There are several reasons that have contributed towards this low organ donation across the world. Different religion have different opinions and people following those religions tend to get effected by those teachings , like some religions believe that the complete body parts should remain intact for the soul of the person to cross over to the next life, whilst logically it makes very little sense if firstly we understand the fact that the soul has no form, secondly what about those cases where due to a bad accident some of the body part get damaged beyond, will the soul of that person not cross over? Some religion however, agrees to the concept of organ donation viewing it as a self sacrifice to help someone lead a healthy life. Lack of knowledge about organ donation and transplant is the biggest cause behind the attitude of people against organ donation.

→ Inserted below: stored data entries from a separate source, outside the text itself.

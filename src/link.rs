//! Frequency link injection.
//!
//! The producer side of the pipeline: on supported station-database pages,
//! text that looks like an FM frequency is turned into a link whose target
//! (`<origin>/f=<value>`) manufactures a navigation event carrying that
//! frequency, which the navigation handler then picks up.
//!
//! This module does the scanning and link construction; rendering the
//! spans into page markup is the embedder's concern.

// ============================================================================
// Imports
// ============================================================================

use std::ops::Range;
use std::sync::LazyLock;

use regex::Regex;
use serde::Serialize;
use url::Url;

use crate::frequency::FrequencyValue;

// ============================================================================
// Constants
// ============================================================================

/// Station-database hosts whose pages are scanned by default.
pub const DEFAULT_ALLOWED_HOSTS: &[&str] = &[
    "highpoint2000.selfhost.de",
    "db.wtfda.org",
    "eservices.traficom.fi",
    "maps.fmdx.org",
];

/// A two-to-three-digit, dot-or-comma, one-to-three-digit numeric token.
static FREQUENCY_TOKEN: LazyLock<Regex> =
    LazyLock::new(|| Regex::new(r"\b\d{2,3}[.,]\d{1,3}\b").expect("token pattern is valid"));

/// Scanner log pages are supported on any host.
static SCANNER_LOG_PATH: LazyLock<Regex> =
    LazyLock::new(|| Regex::new(r"logs/SCANNER").expect("scanner pattern is valid"));

// ============================================================================
// LinkSpan
// ============================================================================

/// A frequency-looking token found in page text, with the link that would
/// relay it.
#[derive(Debug, Clone, PartialEq, Serialize)]
pub struct LinkSpan {
    /// Byte range of the token within the scanned text.
    pub range: Range<usize>,
    /// The normalized frequency value.
    pub frequency: FrequencyValue,
    /// Link target: `<origin>/f=<value>`, dot decimal separator.
    pub href: String,
}

// ============================================================================
// FrequencyLinker
// ============================================================================

/// Scans page text for clickable frequency tokens.
///
/// Only tokens whose normalized value lies in the plausible FM broadcast
/// band survive; a table of distances or power levels does not become a
/// wall of links.
#[derive(Debug, Clone)]
pub struct FrequencyLinker {
    /// Hostnames whose pages are scanned.
    allowed_hosts: Vec<String>,
}

impl FrequencyLinker {
    /// Creates a linker with the default allowed-host list.
    #[must_use]
    pub fn new() -> Self {
        Self {
            allowed_hosts: DEFAULT_ALLOWED_HOSTS
                .iter()
                .map(|s| (*s).to_owned())
                .collect(),
        }
    }

    /// Creates a linker with a custom allowed-host list.
    #[must_use]
    pub fn with_hosts<I, S>(hosts: I) -> Self
    where
        I: IntoIterator<Item = S>,
        S: Into<String>,
    {
        Self {
            allowed_hosts: hosts.into_iter().map(Into::into).collect(),
        }
    }

    /// Returns `true` if the page should be scanned.
    ///
    /// A page qualifies when its host is on the allowed list or its URL
    /// matches a scanner-log path.
    #[must_use]
    pub fn is_page_supported(&self, page: &Url) -> bool {
        let host_allowed = page
            .host_str()
            .is_some_and(|host| self.allowed_hosts.iter().any(|allowed| allowed == host));

        host_allowed || SCANNER_LOG_PATH.is_match(page.as_str())
    }

    /// Scans `text` from `page` for frequency tokens.
    ///
    /// Returns one [`LinkSpan`] per in-band token, in document order. An
    /// unsupported page yields no spans.
    #[must_use]
    pub fn scan(&self, page: &Url, text: &str) -> Vec<LinkSpan> {
        if !self.is_page_supported(page) {
            return Vec::new();
        }

        let origin = page.origin().ascii_serialization();

        FREQUENCY_TOKEN
            .find_iter(text)
            .filter_map(|token| {
                let normalized = token.as_str().replace(',', ".");
                let frequency = FrequencyValue::from_mhz(normalized.parse().ok()?)?;
                frequency.in_broadcast_band().then(|| LinkSpan {
                    range: token.range(),
                    frequency,
                    href: format!("{origin}/f={}", urlencoding::encode(&normalized)),
                })
            })
            .collect()
    }
}

impl Default for FrequencyLinker {
    fn default() -> Self {
        Self::new()
    }
}

// ============================================================================
// Tests
// ============================================================================
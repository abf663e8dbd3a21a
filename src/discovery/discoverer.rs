//! Endpoint discovery: cache short-circuit, else one bounded probe.

// ============================================================================
// Imports
// ============================================================================

use std::sync::Arc;

use tracing::{debug, info};

use crate::endpoint::Endpoint;

use super::cache::ProbeCache;
use super::probe::Prober;

// ============================================================================
// Discoverer
// ============================================================================

/// Determines whether a control endpoint is reachable, memoizing the
/// answer per endpoint.
///
/// The cache short-circuit is the dominant path once a session has visited
/// a host once: a cached result returns immediately with zero network
/// activity. Otherwise exactly one probe runs and its result is stored
/// first-writer-wins, so concurrent discoveries of the same endpoint agree
/// on whichever result landed first.
pub struct Discoverer {
    /// Shared probe result memo.
    cache: Arc<ProbeCache>,
    /// Reachability probe implementation.
    prober: Arc<dyn Prober>,
}

impl Discoverer {
    /// Creates a discoverer over a shared cache and prober.
    #[must_use]
    pub fn new(cache: Arc<ProbeCache>, prober: Arc<dyn Prober>) -> Self {
        Self { cache, prober }
    }

    /// Returns the shared probe cache.
    #[inline]
    #[must_use]
    pub fn cache(&self) -> &Arc<ProbeCache> {
        &self.cache
    }

    /// Resolves whether `endpoint` is reachable.
    ///
    /// Consults the cache first; on a miss performs one bounded probe and
    /// memoizes the outcome. Probe timeout and explicit refusal both
    /// resolve to unreachable.
    pub async fn discover(&self, endpoint: &Endpoint) -> bool {
        if let Some(reachable) = self.cache.lookup(endpoint) {
            debug!(%endpoint, reachable, "Probe skipped, endpoint already checked");
            return reachable;
        }

        let reachable = match self.prober.probe(endpoint).await {
            Ok(()) => {
                info!(%endpoint, "Control endpoint reachable");
                true
            }
            Err(e) => {
                debug!(%endpoint, error = %e, "Control endpoint unreachable");
                false
            }
        };

        self.cache.store(endpoint, reachable);

        // Report what the cache actually holds: if a concurrent probe won
        // the store race, every caller sees that first result.
        self.cache.lookup(endpoint).unwrap_or(reachable)
    }
}

// ============================================================================
// Tests
// ============================================================================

As a result of this great gap between recipient and donors a very sinister nexus has lifted its ugly head that of organ trade. There have been many reports of illegal organ trade that is going on due to lack of voluntary organ donors. Some unscrupulous doctors and their aides have been actively duping financially needy people in selling their organs to people waiting for an organ to save themselves. Given this scenario it seems very important to sensitize people to donate organs and to make them aware what a wonderful gift they could give to another person by being a donor.
At times it seems like making organ donation is a better option, however, donating organ should be a choice and not really made mandatory. The only thing that should be made mandatory is that the family of the donor who has pledged his/her organs before dying should go ahead and donate post the death of the person. There are often cases where a living person has filled up his/her consent for organ donation but after his/her death the family did not inform the hospital for immediate organ harvesting.
Fostering the attitude of charity is the need of the hour for a healthy society. The best way to address this is to make a policy where everyone is automatically a donor unless they opt out for reasons beyond their control. The option for opting out for valid reason should be there so that people do not feel pressurized to help. Organ donation is the greatest gift we can give each other and this altruistic feeling should come from within. This will be possible only when people understand the importance of organ donation. The Health department should take an active role in educating the mass about the importance of organ donation, break the myths surrounding organ donation and once people understand and actively start donating without fear, not only will more lives be saved but these unhealthy nexus of organ trafficking also can be controlled to a great extent.